Data for processing
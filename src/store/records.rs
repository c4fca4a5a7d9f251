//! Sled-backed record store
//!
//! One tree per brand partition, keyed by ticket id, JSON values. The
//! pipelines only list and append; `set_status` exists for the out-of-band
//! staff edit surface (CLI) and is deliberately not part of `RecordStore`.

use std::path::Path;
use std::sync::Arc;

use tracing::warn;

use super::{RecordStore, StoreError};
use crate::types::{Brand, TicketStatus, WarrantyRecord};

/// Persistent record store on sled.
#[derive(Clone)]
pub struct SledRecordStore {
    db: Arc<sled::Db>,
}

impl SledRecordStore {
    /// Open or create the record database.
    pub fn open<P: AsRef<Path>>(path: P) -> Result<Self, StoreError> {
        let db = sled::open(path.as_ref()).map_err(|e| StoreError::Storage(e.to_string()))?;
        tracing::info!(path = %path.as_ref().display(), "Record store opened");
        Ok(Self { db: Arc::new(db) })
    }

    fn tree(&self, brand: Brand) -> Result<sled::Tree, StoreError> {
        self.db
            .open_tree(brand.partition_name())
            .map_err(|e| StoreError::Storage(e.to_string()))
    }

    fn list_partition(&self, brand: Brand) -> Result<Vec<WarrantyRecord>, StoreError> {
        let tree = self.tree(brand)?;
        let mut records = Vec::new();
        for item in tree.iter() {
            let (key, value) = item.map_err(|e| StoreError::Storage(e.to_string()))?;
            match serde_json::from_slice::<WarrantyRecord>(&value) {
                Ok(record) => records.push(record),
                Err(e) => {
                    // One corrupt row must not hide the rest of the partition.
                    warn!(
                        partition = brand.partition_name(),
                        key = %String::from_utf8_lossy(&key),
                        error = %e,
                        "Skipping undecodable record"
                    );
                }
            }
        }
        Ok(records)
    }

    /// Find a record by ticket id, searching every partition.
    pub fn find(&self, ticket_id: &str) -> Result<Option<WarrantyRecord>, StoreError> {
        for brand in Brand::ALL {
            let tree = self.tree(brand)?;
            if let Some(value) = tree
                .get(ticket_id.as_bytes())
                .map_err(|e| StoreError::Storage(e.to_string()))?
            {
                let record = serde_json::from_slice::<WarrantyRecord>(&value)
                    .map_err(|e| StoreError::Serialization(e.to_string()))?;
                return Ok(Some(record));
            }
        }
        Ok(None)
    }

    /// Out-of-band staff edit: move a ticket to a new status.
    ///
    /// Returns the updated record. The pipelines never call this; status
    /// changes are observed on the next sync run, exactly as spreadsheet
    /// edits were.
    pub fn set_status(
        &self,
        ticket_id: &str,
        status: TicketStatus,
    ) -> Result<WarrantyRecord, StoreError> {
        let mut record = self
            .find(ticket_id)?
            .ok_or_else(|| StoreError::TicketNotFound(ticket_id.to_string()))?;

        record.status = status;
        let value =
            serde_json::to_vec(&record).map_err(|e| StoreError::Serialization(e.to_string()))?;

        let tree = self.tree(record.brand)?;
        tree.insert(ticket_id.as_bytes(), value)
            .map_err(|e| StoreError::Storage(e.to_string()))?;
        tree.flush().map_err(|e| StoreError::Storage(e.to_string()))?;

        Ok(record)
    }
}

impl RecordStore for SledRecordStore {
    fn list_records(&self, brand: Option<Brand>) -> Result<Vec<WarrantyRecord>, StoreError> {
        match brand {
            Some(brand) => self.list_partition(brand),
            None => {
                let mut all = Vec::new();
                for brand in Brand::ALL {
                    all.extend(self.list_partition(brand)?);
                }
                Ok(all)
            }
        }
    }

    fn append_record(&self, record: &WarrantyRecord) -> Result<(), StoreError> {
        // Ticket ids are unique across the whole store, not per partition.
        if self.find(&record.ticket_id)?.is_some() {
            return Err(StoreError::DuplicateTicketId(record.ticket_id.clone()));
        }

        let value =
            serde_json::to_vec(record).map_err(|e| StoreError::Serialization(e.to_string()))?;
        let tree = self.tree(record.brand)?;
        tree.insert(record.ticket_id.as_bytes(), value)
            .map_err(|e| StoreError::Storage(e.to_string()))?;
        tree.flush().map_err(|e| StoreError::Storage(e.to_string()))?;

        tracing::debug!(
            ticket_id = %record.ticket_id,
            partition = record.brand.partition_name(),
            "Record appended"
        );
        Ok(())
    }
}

Brief
If a line of the listing above contains "SledRecordStore", pick it out and copy it.

Answer to this task
pub struct SledRecordStore {
impl SledRecordStore {
impl RecordStore for SledRecordStore {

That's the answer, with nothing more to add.